START Data shown
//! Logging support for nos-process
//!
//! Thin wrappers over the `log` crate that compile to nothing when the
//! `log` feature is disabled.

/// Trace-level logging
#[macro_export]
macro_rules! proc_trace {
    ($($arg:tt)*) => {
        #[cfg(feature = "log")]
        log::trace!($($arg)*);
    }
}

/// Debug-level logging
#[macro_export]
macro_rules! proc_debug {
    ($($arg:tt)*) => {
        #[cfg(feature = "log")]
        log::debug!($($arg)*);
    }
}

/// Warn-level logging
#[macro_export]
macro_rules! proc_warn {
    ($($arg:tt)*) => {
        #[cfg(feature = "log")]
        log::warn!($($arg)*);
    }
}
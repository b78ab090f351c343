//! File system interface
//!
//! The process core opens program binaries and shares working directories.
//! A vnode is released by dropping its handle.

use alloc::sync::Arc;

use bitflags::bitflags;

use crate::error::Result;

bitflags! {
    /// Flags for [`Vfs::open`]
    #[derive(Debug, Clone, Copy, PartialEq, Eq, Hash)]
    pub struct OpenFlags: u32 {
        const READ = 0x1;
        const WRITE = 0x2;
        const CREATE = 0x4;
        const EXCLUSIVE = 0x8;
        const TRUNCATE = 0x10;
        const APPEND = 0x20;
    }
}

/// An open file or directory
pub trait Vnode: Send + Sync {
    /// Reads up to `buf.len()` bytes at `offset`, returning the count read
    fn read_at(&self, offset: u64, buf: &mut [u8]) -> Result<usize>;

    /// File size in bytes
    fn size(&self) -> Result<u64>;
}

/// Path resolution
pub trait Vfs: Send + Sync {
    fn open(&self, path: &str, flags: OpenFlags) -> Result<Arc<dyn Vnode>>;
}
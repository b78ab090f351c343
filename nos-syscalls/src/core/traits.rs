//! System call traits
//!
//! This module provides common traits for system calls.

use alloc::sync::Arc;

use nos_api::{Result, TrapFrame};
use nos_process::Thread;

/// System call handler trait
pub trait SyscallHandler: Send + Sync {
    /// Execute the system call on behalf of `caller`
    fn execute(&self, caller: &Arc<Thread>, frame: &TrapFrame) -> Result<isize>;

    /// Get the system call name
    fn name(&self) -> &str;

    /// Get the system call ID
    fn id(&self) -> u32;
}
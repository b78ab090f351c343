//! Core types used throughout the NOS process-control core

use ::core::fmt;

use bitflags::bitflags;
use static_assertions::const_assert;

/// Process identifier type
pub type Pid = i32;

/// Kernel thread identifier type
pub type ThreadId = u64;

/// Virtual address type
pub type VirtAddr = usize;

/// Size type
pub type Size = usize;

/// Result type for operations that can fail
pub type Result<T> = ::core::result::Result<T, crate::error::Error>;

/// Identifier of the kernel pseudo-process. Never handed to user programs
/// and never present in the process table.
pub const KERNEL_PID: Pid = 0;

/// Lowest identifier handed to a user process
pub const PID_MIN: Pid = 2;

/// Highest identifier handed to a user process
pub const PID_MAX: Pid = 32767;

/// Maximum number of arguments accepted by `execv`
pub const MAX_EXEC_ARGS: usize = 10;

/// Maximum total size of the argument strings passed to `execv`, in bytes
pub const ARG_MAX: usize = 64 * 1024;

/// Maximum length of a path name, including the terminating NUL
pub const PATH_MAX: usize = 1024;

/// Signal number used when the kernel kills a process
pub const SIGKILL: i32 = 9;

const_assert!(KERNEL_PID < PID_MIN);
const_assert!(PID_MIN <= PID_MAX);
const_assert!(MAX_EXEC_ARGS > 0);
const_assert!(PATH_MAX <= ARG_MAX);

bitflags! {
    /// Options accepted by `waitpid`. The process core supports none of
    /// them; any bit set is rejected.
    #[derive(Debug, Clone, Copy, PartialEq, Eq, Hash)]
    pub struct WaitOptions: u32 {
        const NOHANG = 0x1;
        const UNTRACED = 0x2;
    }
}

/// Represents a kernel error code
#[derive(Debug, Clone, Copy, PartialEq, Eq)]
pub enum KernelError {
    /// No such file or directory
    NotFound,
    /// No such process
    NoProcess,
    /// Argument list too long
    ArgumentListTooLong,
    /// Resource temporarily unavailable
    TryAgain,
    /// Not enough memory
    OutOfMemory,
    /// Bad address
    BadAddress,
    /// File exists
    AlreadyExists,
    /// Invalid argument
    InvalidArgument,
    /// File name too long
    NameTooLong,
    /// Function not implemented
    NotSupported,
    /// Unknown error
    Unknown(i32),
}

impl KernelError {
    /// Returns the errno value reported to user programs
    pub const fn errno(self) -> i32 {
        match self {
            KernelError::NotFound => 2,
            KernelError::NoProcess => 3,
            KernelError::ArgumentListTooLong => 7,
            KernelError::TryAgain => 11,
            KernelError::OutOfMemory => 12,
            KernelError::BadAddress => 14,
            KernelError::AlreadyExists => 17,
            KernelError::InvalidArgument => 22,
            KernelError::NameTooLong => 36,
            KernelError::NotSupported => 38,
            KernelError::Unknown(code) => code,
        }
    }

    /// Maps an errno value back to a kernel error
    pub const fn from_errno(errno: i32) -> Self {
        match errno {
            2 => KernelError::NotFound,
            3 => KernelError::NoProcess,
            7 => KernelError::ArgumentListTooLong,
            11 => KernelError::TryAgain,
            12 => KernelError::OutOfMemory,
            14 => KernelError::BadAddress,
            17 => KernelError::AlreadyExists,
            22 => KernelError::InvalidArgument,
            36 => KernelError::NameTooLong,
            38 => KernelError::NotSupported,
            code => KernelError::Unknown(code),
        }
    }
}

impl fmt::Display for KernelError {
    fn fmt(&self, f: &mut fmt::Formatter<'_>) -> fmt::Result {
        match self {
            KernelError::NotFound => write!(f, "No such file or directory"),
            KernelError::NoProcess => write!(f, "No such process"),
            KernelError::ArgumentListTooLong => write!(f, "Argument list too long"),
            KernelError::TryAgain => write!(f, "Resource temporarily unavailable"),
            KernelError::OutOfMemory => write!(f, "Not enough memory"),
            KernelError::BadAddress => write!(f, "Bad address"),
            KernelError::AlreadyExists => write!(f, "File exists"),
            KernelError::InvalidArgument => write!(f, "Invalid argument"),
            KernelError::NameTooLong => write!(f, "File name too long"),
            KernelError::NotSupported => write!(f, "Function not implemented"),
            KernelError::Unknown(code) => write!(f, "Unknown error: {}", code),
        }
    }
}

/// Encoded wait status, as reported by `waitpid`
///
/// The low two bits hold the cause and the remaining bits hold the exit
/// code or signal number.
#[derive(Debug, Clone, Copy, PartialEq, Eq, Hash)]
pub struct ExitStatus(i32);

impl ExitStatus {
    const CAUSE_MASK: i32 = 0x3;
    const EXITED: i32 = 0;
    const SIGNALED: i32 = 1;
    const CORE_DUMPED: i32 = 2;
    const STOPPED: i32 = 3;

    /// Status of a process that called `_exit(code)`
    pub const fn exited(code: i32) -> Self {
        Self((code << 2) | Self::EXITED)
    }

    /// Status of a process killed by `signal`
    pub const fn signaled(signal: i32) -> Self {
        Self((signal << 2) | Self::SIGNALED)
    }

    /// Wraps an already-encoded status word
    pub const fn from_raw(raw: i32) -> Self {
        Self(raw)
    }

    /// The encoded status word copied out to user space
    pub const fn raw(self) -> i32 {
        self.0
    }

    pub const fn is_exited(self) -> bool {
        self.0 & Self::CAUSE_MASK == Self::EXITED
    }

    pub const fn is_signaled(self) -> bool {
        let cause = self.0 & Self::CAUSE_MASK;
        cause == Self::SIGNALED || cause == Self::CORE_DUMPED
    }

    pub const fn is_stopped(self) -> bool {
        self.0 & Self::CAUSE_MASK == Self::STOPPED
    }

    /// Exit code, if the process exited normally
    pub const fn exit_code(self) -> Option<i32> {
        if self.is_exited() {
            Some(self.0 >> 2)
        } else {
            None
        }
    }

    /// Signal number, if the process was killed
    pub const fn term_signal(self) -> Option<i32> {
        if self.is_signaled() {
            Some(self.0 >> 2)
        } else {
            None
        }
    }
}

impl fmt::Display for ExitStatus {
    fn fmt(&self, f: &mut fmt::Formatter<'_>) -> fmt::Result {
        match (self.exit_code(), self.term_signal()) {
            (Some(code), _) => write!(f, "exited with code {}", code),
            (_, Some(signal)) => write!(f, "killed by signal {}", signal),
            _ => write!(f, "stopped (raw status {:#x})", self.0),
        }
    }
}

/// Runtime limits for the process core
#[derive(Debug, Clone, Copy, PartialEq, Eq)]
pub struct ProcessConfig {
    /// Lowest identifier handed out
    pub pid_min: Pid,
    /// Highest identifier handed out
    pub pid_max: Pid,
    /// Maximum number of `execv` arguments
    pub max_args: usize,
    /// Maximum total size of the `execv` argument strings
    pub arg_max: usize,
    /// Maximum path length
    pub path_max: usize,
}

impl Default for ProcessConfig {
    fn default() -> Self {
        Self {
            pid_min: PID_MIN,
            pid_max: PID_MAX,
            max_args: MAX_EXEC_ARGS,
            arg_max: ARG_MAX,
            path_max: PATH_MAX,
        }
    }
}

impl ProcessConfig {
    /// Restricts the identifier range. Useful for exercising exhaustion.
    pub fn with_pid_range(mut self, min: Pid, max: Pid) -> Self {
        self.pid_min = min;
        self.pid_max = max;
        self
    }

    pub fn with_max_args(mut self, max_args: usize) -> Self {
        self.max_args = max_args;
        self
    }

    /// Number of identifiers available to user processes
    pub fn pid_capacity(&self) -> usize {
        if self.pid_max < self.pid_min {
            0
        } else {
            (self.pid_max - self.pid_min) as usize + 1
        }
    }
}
END Data shown
START Data shown
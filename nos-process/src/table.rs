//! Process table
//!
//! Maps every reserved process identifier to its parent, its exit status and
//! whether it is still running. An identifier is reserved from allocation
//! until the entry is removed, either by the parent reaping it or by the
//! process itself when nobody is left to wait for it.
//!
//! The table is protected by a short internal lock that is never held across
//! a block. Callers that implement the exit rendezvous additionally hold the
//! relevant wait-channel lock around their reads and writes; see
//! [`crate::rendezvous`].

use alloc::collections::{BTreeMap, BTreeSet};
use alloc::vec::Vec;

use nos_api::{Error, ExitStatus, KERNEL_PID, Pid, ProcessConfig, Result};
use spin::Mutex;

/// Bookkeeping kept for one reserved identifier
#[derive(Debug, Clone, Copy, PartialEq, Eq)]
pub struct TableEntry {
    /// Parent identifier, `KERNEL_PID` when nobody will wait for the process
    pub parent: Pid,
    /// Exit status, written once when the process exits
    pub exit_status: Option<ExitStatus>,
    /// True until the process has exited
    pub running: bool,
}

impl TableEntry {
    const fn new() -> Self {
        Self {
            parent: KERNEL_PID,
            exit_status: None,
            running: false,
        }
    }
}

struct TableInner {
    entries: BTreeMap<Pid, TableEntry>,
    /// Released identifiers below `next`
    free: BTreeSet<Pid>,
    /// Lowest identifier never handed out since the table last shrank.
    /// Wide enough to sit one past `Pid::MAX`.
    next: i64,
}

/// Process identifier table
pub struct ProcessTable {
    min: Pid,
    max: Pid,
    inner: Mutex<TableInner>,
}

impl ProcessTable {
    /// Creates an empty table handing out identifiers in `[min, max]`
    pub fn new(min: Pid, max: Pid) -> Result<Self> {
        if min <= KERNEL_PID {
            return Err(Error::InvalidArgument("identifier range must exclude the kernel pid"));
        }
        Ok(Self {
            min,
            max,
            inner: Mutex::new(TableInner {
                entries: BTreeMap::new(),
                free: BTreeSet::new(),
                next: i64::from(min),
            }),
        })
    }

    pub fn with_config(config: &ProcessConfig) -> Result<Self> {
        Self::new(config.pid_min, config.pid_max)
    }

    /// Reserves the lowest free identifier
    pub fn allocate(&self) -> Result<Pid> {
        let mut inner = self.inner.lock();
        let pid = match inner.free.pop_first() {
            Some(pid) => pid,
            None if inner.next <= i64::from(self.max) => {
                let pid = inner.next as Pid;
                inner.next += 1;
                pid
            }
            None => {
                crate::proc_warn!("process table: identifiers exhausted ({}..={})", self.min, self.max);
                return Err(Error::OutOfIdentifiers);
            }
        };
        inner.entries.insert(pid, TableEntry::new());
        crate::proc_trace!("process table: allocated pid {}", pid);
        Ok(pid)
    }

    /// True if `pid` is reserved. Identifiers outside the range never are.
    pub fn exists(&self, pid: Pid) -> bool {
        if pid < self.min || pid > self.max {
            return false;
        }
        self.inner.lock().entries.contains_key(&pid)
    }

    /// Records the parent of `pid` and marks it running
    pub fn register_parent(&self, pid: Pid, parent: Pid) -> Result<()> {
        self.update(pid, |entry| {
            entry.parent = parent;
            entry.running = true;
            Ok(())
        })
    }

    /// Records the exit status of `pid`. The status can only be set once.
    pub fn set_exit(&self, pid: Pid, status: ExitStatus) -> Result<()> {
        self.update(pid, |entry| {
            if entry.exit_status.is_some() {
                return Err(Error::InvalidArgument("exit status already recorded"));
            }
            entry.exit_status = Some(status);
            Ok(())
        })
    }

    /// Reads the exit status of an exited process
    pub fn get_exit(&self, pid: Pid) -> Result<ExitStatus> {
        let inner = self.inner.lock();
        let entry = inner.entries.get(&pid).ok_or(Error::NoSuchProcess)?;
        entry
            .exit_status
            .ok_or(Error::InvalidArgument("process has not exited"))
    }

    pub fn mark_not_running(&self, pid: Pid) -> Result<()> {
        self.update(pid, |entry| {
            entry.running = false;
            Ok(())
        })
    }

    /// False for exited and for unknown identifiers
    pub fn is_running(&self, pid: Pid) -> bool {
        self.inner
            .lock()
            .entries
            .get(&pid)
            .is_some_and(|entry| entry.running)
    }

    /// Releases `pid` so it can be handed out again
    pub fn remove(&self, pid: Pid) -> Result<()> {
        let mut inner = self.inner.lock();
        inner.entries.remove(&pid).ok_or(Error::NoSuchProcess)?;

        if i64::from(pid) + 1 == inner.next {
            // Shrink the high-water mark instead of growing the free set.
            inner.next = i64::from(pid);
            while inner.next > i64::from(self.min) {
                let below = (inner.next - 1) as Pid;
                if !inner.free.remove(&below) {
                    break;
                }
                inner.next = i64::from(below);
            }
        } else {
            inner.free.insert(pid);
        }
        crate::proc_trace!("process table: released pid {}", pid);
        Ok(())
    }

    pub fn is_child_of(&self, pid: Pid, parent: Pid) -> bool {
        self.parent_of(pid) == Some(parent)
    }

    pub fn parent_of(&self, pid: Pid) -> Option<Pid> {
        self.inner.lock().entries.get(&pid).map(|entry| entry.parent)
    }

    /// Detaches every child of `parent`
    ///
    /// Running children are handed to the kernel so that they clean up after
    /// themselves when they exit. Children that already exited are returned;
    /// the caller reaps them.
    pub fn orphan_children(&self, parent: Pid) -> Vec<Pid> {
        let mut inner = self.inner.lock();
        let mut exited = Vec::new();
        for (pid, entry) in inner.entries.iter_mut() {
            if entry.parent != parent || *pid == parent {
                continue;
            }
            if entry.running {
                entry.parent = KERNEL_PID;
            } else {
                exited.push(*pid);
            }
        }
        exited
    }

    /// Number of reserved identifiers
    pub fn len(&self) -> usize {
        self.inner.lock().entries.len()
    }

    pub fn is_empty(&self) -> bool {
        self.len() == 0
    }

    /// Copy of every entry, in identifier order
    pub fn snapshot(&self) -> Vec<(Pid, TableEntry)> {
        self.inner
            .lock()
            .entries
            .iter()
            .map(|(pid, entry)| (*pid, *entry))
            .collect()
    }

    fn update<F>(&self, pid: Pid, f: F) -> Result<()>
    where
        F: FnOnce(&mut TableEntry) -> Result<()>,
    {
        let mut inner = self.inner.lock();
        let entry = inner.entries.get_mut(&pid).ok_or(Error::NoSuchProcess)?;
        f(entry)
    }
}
END Data shown
__Work instructions__: All that is wanted is an exact copy of the lines above from the one with "support for nos-process" through the one with "pub trait Vnode: Send", with both ends included.

__Response to the task__:
//! Logging support for nos-process
//!
//! Thin wrappers over the `log` crate that compile to nothing when the
//! `log` feature is disabled.

/// Trace-level logging
#[macro_export]
macro_rules! proc_trace {
    ($($arg:tt)*) => {
        #[cfg(feature = "log")]
        log::trace!($($arg)*);
    }
}

/// Debug-level logging
#[macro_export]
macro_rules! proc_debug {
    ($($arg:tt)*) => {
        #[cfg(feature = "log")]
        log::debug!($($arg)*);
    }
}

/// Warn-level logging
#[macro_export]
macro_rules! proc_warn {
    ($($arg:tt)*) => {
        #[cfg(feature = "log")]
        log::warn!($($arg)*);
    }
}
repository b78ab090f351c343
//! File system interface
//!
//! The process core opens program binaries and shares working directories.
//! A vnode is released by dropping its handle.

use alloc::sync::Arc;

use bitflags::bitflags;

use crate::error::Result;

bitflags! {
    /// Flags for [`Vfs::open`]
    #[derive(Debug, Clone, Copy, PartialEq, Eq, Hash)]
    pub struct OpenFlags: u32 {
        const READ = 0x1;
        const WRITE = 0x2;
        const CREATE = 0x4;
        const EXCLUSIVE = 0x8;
        const TRUNCATE = 0x10;
        const APPEND = 0x20;
    }
}

/// An open file or directory
pub trait Vnode: Send + Sync {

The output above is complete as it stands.